The Holy See currently has diplomatic relations with 184 sovereign states. These include 181 United Nations member states, the UN observer State of Palestine, the partially internationally recognized Republic of China (Taiwan), and the Cook Islands (a non-UN state in free association with New Zealand). In addition, it maintains relations with the sovereign entity Order of Malta and the supranational union European Union. The Holy See presently lacks diplomatic relations with 12 UN member states.

By agreement with the government of Vietnam, it has a non-resident papal representative to that country. It has official formal contacts, without establishing diplomatic relations, with: Afghanistan, Brunei, Somalia and Saudi Arabia.

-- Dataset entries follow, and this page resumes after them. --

use super::utils::parse_rational;
use super::{GrammarParser, Rule};
use crate::error::ExpressionError;
use crate::models::money::split_amount;
use crate::models::{Currency, Money};
use crate::List;

use num::{BigRational, Signed, Zero};
use pest::iterators::Pair;
use pest::Parser;
use std::fmt;
use std::fmt::{Display, Formatter};

/// Fractional digits shown for plain numbers that are not integers
const NUMBER_DIGITS: usize = 8;

/// Builds the abstract syntax tree, to be able to evaluate expressions
///
/// This all comes from the defined grammar.pest
pub fn build_root_node_from_expression(expression: &str) -> Result<Node, ExpressionError> {
    let parsed = GrammarParser::parse(Rule::expression, expression)
        .map_err(|e| ExpressionError::Parse(e.to_string()))?
        .next()
        .unwrap()
        .into_inner()
        .next()
        .unwrap();

    // Build the abstract syntax tree
    Ok(build_ast_from_expr(parsed))
}

/// Evaluates an expression like `5 USD + $3 * 2`, looking up currencies in ```currencies```
///
/// # Examples
/// ```rust
/// # use money::models::Currency;
/// # use money::List;
/// use money::parser::value_expr::eval_expression;
///
/// let mut currencies = List::<Currency>::new();
/// currencies.insert(Currency::new("US Dollar", "USD"));
/// let value = eval_expression("(5 USD + USD 2.5) * 2", &currencies).unwrap();
/// assert_eq!(format!("{}", value), "USD 15.00");
/// assert!(eval_expression("5 EUR", &currencies).is_err());
/// ```
pub fn eval_expression(
    expression: &str,
    currencies: &List<Currency>,
) -> Result<Value, ExpressionError> {
    let root = build_root_node_from_expression(expression)?;
    eval(&root, currencies)
}

/// Evaluates an expression that has to result in money
pub fn eval_money_expression(
    expression: &str,
    currencies: &List<Currency>,
) -> Result<Money, ExpressionError> {
    match eval_expression(expression, currencies)? {
        Value::Money(m) => Ok(m),
        x => Err(ExpressionError::TypeMismatch(format!(
            "Should be money. Found {}",
            x
        ))),
    }
}

#[derive(Clone, Debug, PartialEq)]
pub enum Node {
    Number(BigRational),
    Money {
        currency: String,
        amount: BigRational,
    },
    UnaryExpr {
        op: Unary,
        child: Box<Node>,
    },
    BinaryExpr {
        op: Binary,
        lhs: Box<Node>,
        rhs: Box<Node>,
    },
}

#[derive(Debug, Clone, PartialEq)]
pub enum Value {
    Number(BigRational),
    Money(Money),
}

impl Display for Value {
    fn fmt(&self, f: &mut Formatter<'_>) -> fmt::Result {
        match self {
            Value::Money(m) => write!(f, "{}", m),
            Value::Number(n) if n.is_integer() => write!(f, "{}", n.numer()),
            Value::Number(n) => {
                let (negative, digits) = split_amount(n, NUMBER_DIGITS);
                let digits = digits.trim_end_matches('0').trim_end_matches('.');
                match negative {
                    true => write!(f, "-{}", digits),
                    false => write!(f, "{}", digits),
                }
            }
        }
    }
}

pub fn eval(node: &Node, currencies: &List<Currency>) -> Result<Value, ExpressionError> {
    let res = match node {
        Node::Number(n) => Value::Number(n.clone()),
        Node::Money { currency, amount } => {
            let cur = match currencies.get(currency) {
                Ok(c) => c.clone(),
                Err(_) => return Err(ExpressionError::UnknownCurrency(currency.clone())),
            };
            Value::Money(Money::from((cur, amount.clone())))
        }
        Node::UnaryExpr { op, child } => {
            let res = eval(child, currencies)?;
            match op {
                Unary::Neg => match res {
                    Value::Number(n) => Value::Number(-n),
                    Value::Money(money) => Value::Money(-money),
                },
                Unary::Abs => match res {
                    Value::Number(n) => Value::Number(n.abs()),
                    Value::Money(money) => Value::Money(money.abs()),
                },
            }
        }
        Node::BinaryExpr { op, lhs, rhs } => {
            let left = eval(lhs, currencies)?;
            let right = eval(rhs, currencies)?;
            eval_binary(op, left, right)?
        }
    };
    Ok(res)
}

fn eval_binary(op: &Binary, left: Value, right: Value) -> Result<Value, ExpressionError> {
    let res = match (op, left, right) {
        (Binary::Add, Value::Number(lhs), Value::Number(rhs)) => Value::Number(lhs + rhs),
        (Binary::Subtract, Value::Number(lhs), Value::Number(rhs)) => Value::Number(lhs - rhs),
        (Binary::Mult, Value::Number(lhs), Value::Number(rhs)) => Value::Number(lhs * rhs),
        (Binary::Div, Value::Number(lhs), Value::Number(rhs)) => {
            if rhs.is_zero() {
                return Err(ExpressionError::DivisionByZero);
            }
            Value::Number(lhs / rhs)
        }
        // Between amounts of money the operators only check the currency code
        (Binary::Add, Value::Money(lhs), Value::Money(rhs)) => Value::Money((lhs + rhs)?),
        (Binary::Subtract, Value::Money(lhs), Value::Money(rhs)) => Value::Money((lhs - rhs)?),
        (Binary::Mult, Value::Money(lhs), Value::Money(rhs)) => Value::Money((lhs * rhs)?),
        (Binary::Div, Value::Money(lhs), Value::Money(rhs)) => match lhs.checked_div_money(&rhs)? {
            Some(m) => Value::Money(m),
            None => return Err(ExpressionError::DivisionByZero),
        },
        // Scaling
        (Binary::Mult, Value::Money(money), Value::Number(n))
        | (Binary::Mult, Value::Number(n), Value::Money(money)) => Value::Money(money.mul(n)),
        (Binary::Div, Value::Money(money), Value::Number(n)) => match money.checked_div(n) {
            Some(m) => Value::Money(m),
            None => return Err(ExpressionError::DivisionByZero),
        },
        (op, lhs, rhs) => {
            return Err(ExpressionError::TypeMismatch(format!(
                "Can't {} {} and {}",
                op, lhs, rhs
            )))
        }
    };
    Ok(res)
}

#[derive(Clone, Debug, PartialEq)]
pub enum Unary {
    Neg,
    Abs,
}

#[derive(Clone, Debug, PartialEq)]
pub enum Binary {
    Add,
    Subtract,
    Mult,
    Div,
}

impl Display for Binary {
    fn fmt(&self, f: &mut Formatter<'_>) -> fmt::Result {
        let verb = match self {
            Binary::Add => "add",
            Binary::Subtract => "subtract",
            Binary::Mult => "multiply",
            Binary::Div => "divide",
        };
        write!(f, "{}", verb)
    }
}

fn build_ast_from_expr(pair: Pair<Rule>) -> Node {
    let rule = pair.as_rule();
    match rule {
        Rule::expr | Rule::term => {
            let mut pair = pair.into_inner();
            let mut lhs = build_ast_from_expr(pair.next().unwrap());
            // Left associative: 1 - 2 - 3 is (1 - 2) - 3
            while let Some(x) = pair.next() {
                let op = match x.as_str() {
                    "+" => Binary::Add,
                    "-" => Binary::Subtract,
                    "*" => Binary::Mult,
                    "/" => Binary::Div,
                    x => unreachable!("{}", x),
                };
                let rhs = build_ast_from_expr(pair.next().unwrap());
                lhs = parse_binary_expr(op, lhs, rhs);
            }
            lhs
        }
        Rule::factor => {
            let mut inner = pair.into_inner();
            let first = inner.next().unwrap();
            match first.as_rule() {
                Rule::neg | Rule::function => {
                    let op = match first.as_str() {
                        "-" => Unary::Neg,
                        "abs" => Unary::Abs,
                        unknown => unreachable!("Unknown function: {:?}", unknown),
                    };
                    parse_unary_expr(op, build_ast_from_expr(inner.next().unwrap()))
                }
                _ => build_ast_from_expr(first),
            }
        }
        Rule::money => {
            let mut money = pair.into_inner();
            let first = money.next().unwrap();
            let second = money.next().unwrap();
            let (number, currency) = match first.as_rule() {
                Rule::number => (first, second),
                _ => (second, first),
            };
            Node::Money {
                currency: currency.as_str().to_string(),
                amount: parse_number(number),
            }
        }
        Rule::number => Node::Number(parse_number(pair)),
        unknown => unreachable!("Unknown expr: {:?}", unknown),
    }
}

fn parse_number(number: Pair<Rule>) -> BigRational {
    // The grammar only lets digits and a dot through
    parse_rational(number.as_str()).unwrap()
}

fn parse_binary_expr(operation: Binary, lhs: Node, rhs: Node) -> Node {
    Node::BinaryExpr {
        op: operation,
        lhs: Box::new(lhs),
        rhs: Box::new(rhs),
    }
}

fn parse_unary_expr(operation: Unary, child: Node) -> Node {
    Node::UnaryExpr {
        op: operation,
        child: Box::new(child),
    }
}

The Holy See additionally maintains some apostolic delegates to local Catholic Church communities which are not accredited to the governments of the respective states and work only in an unofficial, non-diplomatic capacity. The regions and states where such non-diplomatic delegates operate are: Brunei, Comoros, Laos, Maldives, Somalia, Vietnam, Jerusalem and the Palestinian territories (Palestine), Pacific Ocean (Tuvalu, dependent territories), Arabian Peninsula (foreigners in Saudi Arabia), Antilles (dependent territories), apostolic delegate to Kosovo (Republic of Kosovo) and the apostolic prefecture of Western Sahara (Sahrawi Arab Democratic Republic).

The Holy See has no relations of any kind with the following states:
- Kingdom of Bhutan (see Catholic Church in Bhutan)
- Republic of the Maldives (see Catholic Church in the Maldives)
- People's Republic of China (see Catholic Church in China)
- Democratic People's Republic of Korea (see Catholic Church in North Korea)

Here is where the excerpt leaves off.